Work to be completed
Output all of the entries beneath, exactly as written.
── Data for analysis
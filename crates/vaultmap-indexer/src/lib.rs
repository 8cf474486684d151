//! vaultmap indexer: markdown extraction, classification and graph building

pub mod builder;
pub mod centrality;
pub mod classifier;
pub mod coordinator;
pub mod extractor;
pub mod frontmatter;
pub mod hashtags;
pub mod links;
pub mod markdown;
pub mod resolve;


pub use builder::{ClassifiedDocument, GraphBuilder};
pub use centrality::weighted_pagerank;
pub use classifier::{Classifier, DocumentFacts};
pub use coordinator::{Coordinator, ParseOutput};
pub use extractor::{MarkdownExtractor, ParsedDocument};
pub use links::RawReference;
pub use resolve::Resolver;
────
Exercise output
filename crates/vaultmap-indexer/src/lib.rs
repository 8cf474486684d151
//! vaultmap indexer: markdown extraction, classification and graph building

pub mod builder;
pub mod centrality;
pub mod classifier;
pub mod coordinator;
pub mod extractor;
pub mod frontmatter;
pub mod hashtags;
pub mod links;
pub mod markdown;
pub mod resolve;


pub use builder::{ClassifiedDocument, GraphBuilder};
pub use centrality::weighted_pagerank;
pub use classifier::{Classifier, DocumentFacts};
pub use coordinator::{Coordinator, ParseOutput};
pub use extractor::{MarkdownExtractor, ParsedDocument};
pub use links::RawReference;
pub use resolve::Resolver;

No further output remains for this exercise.